::: Data for this exercise
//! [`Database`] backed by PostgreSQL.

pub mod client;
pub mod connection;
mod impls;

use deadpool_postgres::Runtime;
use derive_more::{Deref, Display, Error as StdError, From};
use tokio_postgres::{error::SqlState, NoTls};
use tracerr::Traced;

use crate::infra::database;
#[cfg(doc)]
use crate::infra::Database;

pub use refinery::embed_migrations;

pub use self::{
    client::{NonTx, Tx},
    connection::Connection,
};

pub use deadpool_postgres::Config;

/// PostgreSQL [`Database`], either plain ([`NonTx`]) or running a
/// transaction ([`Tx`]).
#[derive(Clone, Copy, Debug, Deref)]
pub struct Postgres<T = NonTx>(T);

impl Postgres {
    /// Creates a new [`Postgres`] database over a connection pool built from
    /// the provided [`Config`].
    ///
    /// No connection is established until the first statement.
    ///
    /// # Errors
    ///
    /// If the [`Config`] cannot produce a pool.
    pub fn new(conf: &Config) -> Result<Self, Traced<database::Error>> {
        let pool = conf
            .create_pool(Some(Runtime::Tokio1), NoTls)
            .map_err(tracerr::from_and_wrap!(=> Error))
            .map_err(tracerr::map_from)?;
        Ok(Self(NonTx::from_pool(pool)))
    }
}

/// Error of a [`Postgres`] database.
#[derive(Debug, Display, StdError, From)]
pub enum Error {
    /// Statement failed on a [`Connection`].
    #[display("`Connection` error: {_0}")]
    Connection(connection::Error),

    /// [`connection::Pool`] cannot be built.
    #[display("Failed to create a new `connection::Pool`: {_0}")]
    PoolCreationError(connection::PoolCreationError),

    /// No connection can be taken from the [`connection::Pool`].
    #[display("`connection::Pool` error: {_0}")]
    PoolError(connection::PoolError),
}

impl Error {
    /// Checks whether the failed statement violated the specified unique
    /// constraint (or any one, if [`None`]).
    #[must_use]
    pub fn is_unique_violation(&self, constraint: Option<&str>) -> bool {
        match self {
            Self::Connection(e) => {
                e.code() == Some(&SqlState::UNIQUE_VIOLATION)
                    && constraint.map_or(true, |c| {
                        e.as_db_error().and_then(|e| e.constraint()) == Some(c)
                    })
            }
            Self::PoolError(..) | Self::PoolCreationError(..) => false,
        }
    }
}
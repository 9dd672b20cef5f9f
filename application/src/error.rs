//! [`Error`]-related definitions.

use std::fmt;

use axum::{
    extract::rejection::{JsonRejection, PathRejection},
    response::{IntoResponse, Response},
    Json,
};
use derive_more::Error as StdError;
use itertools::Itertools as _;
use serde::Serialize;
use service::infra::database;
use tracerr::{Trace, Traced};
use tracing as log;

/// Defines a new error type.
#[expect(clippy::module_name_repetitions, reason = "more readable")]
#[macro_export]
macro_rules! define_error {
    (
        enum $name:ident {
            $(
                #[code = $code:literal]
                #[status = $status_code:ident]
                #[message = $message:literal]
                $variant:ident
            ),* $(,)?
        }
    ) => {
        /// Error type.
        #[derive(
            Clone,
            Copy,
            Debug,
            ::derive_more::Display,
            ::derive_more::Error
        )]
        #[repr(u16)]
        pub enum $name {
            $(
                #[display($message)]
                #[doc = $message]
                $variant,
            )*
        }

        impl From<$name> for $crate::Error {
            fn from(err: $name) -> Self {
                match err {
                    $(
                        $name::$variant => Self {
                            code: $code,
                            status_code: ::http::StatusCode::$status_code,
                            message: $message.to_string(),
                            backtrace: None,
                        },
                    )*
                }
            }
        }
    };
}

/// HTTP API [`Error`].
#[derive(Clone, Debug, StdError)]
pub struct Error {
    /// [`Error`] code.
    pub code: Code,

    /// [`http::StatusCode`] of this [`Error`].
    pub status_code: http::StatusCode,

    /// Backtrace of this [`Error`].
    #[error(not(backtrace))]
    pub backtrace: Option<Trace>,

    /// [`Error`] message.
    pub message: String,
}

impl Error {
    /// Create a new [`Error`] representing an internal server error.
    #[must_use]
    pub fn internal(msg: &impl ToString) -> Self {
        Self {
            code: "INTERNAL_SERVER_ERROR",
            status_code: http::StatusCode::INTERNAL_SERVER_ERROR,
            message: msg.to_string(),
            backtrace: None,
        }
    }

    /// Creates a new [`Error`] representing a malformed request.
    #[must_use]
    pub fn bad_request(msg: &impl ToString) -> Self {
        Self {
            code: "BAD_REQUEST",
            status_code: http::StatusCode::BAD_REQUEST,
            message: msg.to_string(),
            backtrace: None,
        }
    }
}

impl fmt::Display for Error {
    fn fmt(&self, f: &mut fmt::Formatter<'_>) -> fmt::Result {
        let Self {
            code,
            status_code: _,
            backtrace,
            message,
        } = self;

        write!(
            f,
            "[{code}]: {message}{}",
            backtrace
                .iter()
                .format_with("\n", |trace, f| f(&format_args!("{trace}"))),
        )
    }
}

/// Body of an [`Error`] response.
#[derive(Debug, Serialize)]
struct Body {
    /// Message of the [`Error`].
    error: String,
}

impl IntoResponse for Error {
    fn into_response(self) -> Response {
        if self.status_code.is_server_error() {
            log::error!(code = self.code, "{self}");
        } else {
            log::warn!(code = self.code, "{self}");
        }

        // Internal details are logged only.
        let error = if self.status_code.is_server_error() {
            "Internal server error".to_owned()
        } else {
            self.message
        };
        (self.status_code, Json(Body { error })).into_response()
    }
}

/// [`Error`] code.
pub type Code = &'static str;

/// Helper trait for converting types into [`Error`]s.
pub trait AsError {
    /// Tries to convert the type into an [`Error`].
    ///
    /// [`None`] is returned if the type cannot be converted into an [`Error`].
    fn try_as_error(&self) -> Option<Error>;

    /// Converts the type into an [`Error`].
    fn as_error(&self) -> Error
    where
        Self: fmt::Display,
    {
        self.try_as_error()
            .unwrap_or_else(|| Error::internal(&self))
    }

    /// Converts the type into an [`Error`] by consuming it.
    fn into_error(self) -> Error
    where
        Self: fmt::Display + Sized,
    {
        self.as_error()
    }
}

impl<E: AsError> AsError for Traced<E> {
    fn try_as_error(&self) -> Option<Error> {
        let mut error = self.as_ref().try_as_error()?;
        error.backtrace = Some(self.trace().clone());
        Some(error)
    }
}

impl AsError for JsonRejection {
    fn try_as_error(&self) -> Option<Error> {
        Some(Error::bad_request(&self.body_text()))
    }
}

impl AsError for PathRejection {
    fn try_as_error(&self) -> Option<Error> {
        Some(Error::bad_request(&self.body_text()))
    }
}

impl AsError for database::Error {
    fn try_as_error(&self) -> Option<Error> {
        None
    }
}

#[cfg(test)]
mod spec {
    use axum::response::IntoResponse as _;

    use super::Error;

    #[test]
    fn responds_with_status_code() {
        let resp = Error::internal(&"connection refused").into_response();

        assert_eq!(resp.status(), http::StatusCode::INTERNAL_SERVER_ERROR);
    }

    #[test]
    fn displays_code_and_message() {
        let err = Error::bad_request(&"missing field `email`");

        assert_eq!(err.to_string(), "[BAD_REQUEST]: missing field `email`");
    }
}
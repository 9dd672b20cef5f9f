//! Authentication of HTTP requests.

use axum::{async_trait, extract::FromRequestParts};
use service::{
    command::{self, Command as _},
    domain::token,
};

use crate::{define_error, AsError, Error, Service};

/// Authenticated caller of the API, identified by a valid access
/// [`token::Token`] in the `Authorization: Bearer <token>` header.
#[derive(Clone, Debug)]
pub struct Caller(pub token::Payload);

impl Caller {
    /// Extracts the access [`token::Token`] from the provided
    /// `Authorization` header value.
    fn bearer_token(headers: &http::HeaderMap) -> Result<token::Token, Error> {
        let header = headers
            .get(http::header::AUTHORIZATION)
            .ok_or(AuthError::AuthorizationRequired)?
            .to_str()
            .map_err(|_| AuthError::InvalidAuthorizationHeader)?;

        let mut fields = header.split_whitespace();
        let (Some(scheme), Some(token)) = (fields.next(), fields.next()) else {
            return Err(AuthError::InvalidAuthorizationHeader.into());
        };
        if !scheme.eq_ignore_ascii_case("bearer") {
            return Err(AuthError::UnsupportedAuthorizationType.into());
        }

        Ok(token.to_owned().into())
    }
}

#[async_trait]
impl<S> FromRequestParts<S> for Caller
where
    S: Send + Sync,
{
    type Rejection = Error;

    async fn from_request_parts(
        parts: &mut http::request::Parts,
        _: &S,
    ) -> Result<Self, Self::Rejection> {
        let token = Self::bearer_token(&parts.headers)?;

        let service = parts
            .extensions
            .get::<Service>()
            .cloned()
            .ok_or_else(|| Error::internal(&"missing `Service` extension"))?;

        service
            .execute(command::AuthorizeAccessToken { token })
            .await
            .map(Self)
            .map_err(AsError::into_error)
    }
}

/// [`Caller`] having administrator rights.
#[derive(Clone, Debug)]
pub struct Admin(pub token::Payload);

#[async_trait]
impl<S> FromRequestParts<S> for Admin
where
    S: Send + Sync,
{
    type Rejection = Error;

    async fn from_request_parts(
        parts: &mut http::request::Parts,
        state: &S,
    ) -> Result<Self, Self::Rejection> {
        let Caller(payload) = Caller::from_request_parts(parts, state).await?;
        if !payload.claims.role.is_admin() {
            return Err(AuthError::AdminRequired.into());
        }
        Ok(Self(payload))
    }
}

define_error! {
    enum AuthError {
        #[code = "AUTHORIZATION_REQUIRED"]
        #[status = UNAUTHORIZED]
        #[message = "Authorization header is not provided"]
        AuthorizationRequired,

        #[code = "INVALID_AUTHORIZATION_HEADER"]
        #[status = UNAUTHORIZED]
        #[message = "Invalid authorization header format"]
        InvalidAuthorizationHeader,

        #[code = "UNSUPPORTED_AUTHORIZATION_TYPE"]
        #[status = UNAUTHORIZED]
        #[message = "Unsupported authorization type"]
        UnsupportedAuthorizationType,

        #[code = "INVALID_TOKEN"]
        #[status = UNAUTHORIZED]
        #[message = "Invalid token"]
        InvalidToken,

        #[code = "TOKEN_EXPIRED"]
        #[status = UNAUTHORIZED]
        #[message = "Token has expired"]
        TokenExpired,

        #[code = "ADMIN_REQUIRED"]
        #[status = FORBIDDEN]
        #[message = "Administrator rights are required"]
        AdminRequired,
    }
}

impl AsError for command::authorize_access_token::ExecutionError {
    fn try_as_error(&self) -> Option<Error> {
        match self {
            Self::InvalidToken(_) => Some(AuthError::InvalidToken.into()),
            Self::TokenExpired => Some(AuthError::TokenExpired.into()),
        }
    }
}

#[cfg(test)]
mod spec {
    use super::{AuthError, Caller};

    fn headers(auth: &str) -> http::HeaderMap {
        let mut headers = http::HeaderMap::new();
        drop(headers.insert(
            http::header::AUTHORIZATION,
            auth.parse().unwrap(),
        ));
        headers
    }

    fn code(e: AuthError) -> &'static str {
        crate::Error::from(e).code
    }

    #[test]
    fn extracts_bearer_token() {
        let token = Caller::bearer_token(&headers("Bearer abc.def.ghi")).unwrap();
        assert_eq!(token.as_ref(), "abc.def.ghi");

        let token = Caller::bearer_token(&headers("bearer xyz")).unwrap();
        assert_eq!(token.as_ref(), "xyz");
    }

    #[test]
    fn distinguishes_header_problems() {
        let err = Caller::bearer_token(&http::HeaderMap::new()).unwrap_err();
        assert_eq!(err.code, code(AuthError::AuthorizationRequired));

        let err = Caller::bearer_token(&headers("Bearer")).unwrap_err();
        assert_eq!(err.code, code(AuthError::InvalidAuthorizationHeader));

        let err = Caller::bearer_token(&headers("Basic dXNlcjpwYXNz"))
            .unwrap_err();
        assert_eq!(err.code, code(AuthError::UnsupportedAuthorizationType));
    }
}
::::::
::: Data for this exercise
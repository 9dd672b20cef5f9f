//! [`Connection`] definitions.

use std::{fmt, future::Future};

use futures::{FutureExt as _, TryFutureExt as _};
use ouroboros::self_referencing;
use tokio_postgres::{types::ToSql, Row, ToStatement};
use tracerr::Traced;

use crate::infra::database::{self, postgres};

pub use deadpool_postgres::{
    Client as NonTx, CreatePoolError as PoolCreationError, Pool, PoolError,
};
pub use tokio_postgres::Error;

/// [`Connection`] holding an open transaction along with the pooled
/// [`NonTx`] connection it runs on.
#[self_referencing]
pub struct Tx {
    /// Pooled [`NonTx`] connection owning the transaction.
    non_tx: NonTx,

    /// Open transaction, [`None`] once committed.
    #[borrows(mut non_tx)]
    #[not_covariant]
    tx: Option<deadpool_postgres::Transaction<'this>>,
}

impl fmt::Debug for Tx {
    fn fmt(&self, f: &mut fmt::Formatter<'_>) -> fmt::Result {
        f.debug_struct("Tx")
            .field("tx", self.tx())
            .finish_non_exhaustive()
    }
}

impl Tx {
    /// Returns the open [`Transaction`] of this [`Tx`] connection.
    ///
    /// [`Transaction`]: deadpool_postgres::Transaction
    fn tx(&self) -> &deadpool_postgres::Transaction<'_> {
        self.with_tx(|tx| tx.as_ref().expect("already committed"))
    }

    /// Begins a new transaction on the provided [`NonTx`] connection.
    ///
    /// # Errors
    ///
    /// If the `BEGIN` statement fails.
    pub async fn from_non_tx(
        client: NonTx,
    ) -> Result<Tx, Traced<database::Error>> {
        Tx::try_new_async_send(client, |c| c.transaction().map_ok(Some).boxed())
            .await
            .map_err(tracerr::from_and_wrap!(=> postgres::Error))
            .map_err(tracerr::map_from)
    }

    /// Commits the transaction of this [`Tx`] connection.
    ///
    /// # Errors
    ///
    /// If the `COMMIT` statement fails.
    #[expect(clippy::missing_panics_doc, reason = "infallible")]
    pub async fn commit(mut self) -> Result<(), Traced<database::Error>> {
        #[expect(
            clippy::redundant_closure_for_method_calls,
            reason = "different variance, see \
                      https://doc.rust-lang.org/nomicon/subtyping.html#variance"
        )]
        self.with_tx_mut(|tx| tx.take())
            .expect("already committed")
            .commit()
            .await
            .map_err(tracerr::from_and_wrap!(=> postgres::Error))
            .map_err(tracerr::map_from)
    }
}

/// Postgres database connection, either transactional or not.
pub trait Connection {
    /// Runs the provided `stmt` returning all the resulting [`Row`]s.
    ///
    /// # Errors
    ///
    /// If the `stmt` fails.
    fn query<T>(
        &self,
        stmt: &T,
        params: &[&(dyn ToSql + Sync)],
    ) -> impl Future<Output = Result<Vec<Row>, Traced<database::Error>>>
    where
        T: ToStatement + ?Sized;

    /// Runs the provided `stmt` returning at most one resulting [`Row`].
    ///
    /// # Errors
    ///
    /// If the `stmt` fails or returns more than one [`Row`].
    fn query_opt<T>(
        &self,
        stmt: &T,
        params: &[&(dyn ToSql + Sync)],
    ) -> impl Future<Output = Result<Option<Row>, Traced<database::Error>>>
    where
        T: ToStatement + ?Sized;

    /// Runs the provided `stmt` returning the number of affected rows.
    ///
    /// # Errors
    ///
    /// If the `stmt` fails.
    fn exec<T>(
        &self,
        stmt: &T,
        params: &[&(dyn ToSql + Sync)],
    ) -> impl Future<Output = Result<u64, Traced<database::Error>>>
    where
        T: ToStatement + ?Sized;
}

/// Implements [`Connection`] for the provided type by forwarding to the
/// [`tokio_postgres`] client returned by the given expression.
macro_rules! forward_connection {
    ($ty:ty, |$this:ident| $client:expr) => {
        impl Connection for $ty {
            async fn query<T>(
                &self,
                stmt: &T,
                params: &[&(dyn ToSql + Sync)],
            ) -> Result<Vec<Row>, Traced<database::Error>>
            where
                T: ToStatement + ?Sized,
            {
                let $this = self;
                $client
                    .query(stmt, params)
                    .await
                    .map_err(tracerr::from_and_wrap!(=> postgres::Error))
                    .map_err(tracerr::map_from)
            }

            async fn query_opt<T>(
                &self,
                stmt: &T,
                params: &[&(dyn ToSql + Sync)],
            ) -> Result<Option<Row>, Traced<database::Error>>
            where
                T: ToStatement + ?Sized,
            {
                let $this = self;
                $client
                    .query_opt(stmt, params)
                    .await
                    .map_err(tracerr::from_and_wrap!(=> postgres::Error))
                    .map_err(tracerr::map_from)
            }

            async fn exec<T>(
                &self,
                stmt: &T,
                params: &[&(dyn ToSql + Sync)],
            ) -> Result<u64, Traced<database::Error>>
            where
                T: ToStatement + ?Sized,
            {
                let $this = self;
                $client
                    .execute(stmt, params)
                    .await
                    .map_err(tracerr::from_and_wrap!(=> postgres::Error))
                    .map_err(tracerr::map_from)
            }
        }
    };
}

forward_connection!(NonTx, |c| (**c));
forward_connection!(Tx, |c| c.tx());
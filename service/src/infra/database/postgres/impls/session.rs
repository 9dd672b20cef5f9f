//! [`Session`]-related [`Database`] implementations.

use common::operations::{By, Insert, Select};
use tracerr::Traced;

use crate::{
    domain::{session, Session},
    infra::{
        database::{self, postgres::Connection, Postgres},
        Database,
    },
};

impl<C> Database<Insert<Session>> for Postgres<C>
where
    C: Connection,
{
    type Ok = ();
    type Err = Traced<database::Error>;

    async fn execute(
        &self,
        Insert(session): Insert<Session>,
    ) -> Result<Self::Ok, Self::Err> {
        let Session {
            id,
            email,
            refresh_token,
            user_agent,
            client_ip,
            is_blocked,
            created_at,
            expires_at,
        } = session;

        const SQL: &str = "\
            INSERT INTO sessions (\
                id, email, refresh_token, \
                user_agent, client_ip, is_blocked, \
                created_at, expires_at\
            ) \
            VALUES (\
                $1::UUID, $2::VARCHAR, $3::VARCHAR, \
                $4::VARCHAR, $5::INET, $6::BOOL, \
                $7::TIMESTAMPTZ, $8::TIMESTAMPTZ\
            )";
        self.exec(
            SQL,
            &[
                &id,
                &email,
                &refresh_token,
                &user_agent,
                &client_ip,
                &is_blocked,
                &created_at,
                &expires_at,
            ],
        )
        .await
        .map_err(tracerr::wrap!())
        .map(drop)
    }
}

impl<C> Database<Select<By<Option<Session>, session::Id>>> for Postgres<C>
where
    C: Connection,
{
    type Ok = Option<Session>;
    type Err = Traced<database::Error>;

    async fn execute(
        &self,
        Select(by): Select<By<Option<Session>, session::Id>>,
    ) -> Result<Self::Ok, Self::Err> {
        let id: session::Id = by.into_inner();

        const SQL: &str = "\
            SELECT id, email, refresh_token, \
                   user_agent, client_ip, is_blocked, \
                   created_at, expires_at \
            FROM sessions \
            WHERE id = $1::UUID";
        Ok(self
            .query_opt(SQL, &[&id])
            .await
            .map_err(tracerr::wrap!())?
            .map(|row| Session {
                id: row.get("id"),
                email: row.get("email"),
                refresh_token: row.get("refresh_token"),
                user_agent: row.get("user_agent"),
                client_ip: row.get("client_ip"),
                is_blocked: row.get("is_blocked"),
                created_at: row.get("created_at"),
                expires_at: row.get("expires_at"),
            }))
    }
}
::::::
■ What is expected:
From the records above, reproduce exactly the lines from the one with "backed by PostgreSQL." to the one with "#[cfg(doc)]", both included, and no others.

■ Reply to the exercise:
//! [`Database`] backed by PostgreSQL.

pub mod client;
pub mod connection;
mod impls;

use deadpool_postgres::Runtime;
use derive_more::{Deref, Display, Error as StdError, From};
use tokio_postgres::{error::SqlState, NoTls};
use tracerr::Traced;

use crate::infra::database;
#[cfg(doc)]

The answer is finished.